//! One-shot division games: dictator and ultimatum.

use super::moves::{Split, parse_accept_reject, parse_numeric_split};
use super::pair::{Pair, Side};
use crate::agent::{Agent, RoundQuestion, StepPrompt};
use crate::error::{AgentError, ConfigError, Result};
use crate::logger::{Category, TwoAgentsLogger};
use serde::{Deserialize, Serialize};
use std::fmt;
use strum::{AsRefStr, EnumString};

/// Prefix logged in place of a proposal that contained no `keep;give` pair.
pub const PARSE_FAILED_MARKER: &str = "PARSE_FAILED: ";

#[derive(Debug, Clone, Copy, PartialEq, Eq, Serialize, Deserialize, AsRefStr, EnumString)]
#[serde(rename_all = "snake_case")]
#[strum(serialize_all = "snake_case")]
pub enum DivisionVariant {
    /// The proposer decides alone.
    Dictator,
    /// The responder may be asked to accept or reject the proposal.
    Ultimatum,
}

impl fmt::Display for DivisionVariant {
    fn fmt(&self, f: &mut fmt::Formatter<'_>) -> fmt::Result {
        f.write_str(self.as_ref())
    }
}

/// What a division run recorded. `split` is `None` when the proposal could
/// not be parsed; the responder fields stay empty unless the responder played.
#[derive(Debug, Clone, PartialEq, Default, Serialize)]
pub struct DivisionOutcome {
    pub proposer_decision: String,
    pub proposer_scratchpad: Option<String>,
    pub split: Option<Split>,
    pub responder_decision: String,
    pub responder_scratchpad: Option<String>,
    pub accepted: Option<bool>,
}

impl DivisionOutcome {
    pub fn responder_played(&self) -> bool {
        !self.responder_decision.is_empty() || self.responder_scratchpad.is_some()
    }
}

#[derive(Debug, Clone, PartialEq)]
pub struct DivisionGame {
    variant: DivisionVariant,
    total_sum: f64,
    do_second_step: bool,
    coplayer: String,
    currency: String,
}

impl DivisionGame {
    pub fn new(
        variant: DivisionVariant,
        total_sum: f64,
        do_second_step: bool,
        coplayer: impl Into<String>,
    ) -> std::result::Result<Self, ConfigError> {
        if !(total_sum.is_finite() && total_sum > 0.0) {
            return Err(ConfigError::Validation(format!(
                "total_sum must be positive, got {total_sum}"
            )));
        }
        Ok(Self {
            variant,
            total_sum,
            do_second_step,
            coplayer: coplayer.into(),
            currency: "dollars".into(),
        })
    }

    pub fn with_currency(mut self, currency: impl Into<String>) -> Self {
        self.currency = currency.into();
        self
    }

    pub fn variant(&self) -> DivisionVariant {
        self.variant
    }

    pub fn total_sum(&self) -> f64 {
        self.total_sum
    }

    /// Whether a parsed proposal is followed by a responder decision.
    pub fn has_responder_step(&self) -> bool {
        self.variant == DivisionVariant::Ultimatum && self.do_second_step
    }

    /// The message shown to the responder describing the proposal.
    pub fn describe_split(&self, split: Split) -> String {
        format!(
            "Your {coplayer} split {total} as follows: they keep {keep} {currency} and give you {give} {currency}.\nDo you accept the split?",
            coplayer = self.coplayer,
            currency = self.currency,
            total = format_amount(self.total_sum),
            keep = format_amount(split.keep),
            give = format_amount(split.give),
        )
    }

    /// Runs the game once. An unparseable proposal ends the run normally with
    /// `split: None`; the responder is never consulted in that case.
    pub async fn run(
        &self,
        proposer: &mut dyn Agent,
        responder: &mut dyn Agent,
        logger: &TwoAgentsLogger,
    ) -> Result<DivisionOutcome> {
        tracing::info!(
            run = %logger.run(),
            variant = %self.variant,
            total_sum = self.total_sum,
            second_step = self.do_second_step,
            "starting division game"
        );

        proposer
            .init_memory()
            .await
            .map_err(|e| AgentError::collaborator(Side::Agent1, "init_memory", e))?;
        responder
            .init_memory()
            .await
            .map_err(|e| AgentError::collaborator(Side::Agent2, "init_memory", e))?;

        proposer
            .prepare_round_question(&RoundQuestion {
                coplayer: self.coplayer.clone(),
                total_sum: self.total_sum,
                keep_sum: None,
                give_sum: None,
            })
            .map_err(|e| AgentError::collaborator(Side::Agent1, "prepare_round_question", e))?;

        let proposal = proposer
            .make_step(StepPrompt::Initial)
            .await
            .map_err(|e| AgentError::collaborator(Side::Agent1, "make_step", e))?;

        let mut outcome = DivisionOutcome {
            proposer_decision: proposal.decision,
            proposer_scratchpad: proposal.scratchpad,
            ..DivisionOutcome::default()
        };

        let Some(split) = parse_numeric_split(&outcome.proposer_decision) else {
            tracing::warn!(
                run = %logger.run(),
                side = %Side::Agent1,
                raw = %outcome.proposer_decision,
                "proposal has no keep;give split, ending run"
            );
            let marked = format!("{PARSE_FAILED_MARKER}{}", outcome.proposer_decision);
            logger.log_round(Category::DivDecisions, Pair::new(marked.as_str(), ""))?;
            logger.log_round(
                Category::DivDecisionsScratchpad,
                Pair::new(outcome.proposer_scratchpad.as_deref().unwrap_or(""), ""),
            )?;
            return Ok(outcome);
        };
        outcome.split = Some(split);

        if self.has_responder_step() {
            responder.push_context(&self.describe_split(split));
            responder
                .prepare_round_question(&RoundQuestion {
                    coplayer: self.coplayer.clone(),
                    total_sum: self.total_sum,
                    keep_sum: Some(split.keep),
                    give_sum: Some(split.give),
                })
                .map_err(|e| AgentError::collaborator(Side::Agent2, "prepare_round_question", e))?;

            let answer = responder
                .make_step(StepPrompt::Initial)
                .await
                .map_err(|e| AgentError::collaborator(Side::Agent2, "make_step", e))?;

            outcome.accepted = parse_accept_reject(&answer.decision);
            if outcome.accepted.is_none() {
                tracing::warn!(
                    run = %logger.run(),
                    side = %Side::Agent2,
                    raw = %answer.decision,
                    "responder answer is neither ACCEPT nor REJECT"
                );
            }
            outcome.responder_decision = answer.decision;
            outcome.responder_scratchpad = answer.scratchpad;
        }

        logger.log_round(
            Category::DivDecisions,
            Pair::new(
                outcome.proposer_decision.as_str(),
                outcome.responder_decision.as_str(),
            ),
        )?;
        logger.log_round(
            Category::DivDecisionsScratchpad,
            Pair::new(
                outcome.proposer_scratchpad.as_deref().unwrap_or(""),
                outcome.responder_scratchpad.as_deref().unwrap_or(""),
            ),
        )?;

        tracing::info!(
            run = %logger.run(),
            keep = split.keep,
            give = split.give,
            accepted = ?outcome.accepted,
            "division game finished"
        );
        Ok(outcome)
    }
}

/// Whole amounts print without a fractional part.
pub fn format_amount(value: f64) -> String {
    if value.fract() == 0.0 && value.abs() < 1e15 {
        format!("{value:.0}")
    } else {
        value.to_string()
    }
}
····················
#### [GOAL OF THE EXERCISE]
Return all lines from the data above with "StepPrompt" in them.

#### [SOLUTION TO THIS TASK]
use crate::agent::{Agent, RoundQuestion, StepPrompt};
            .make_step(StepPrompt::Initial)
                .make_step(StepPrompt::Initial)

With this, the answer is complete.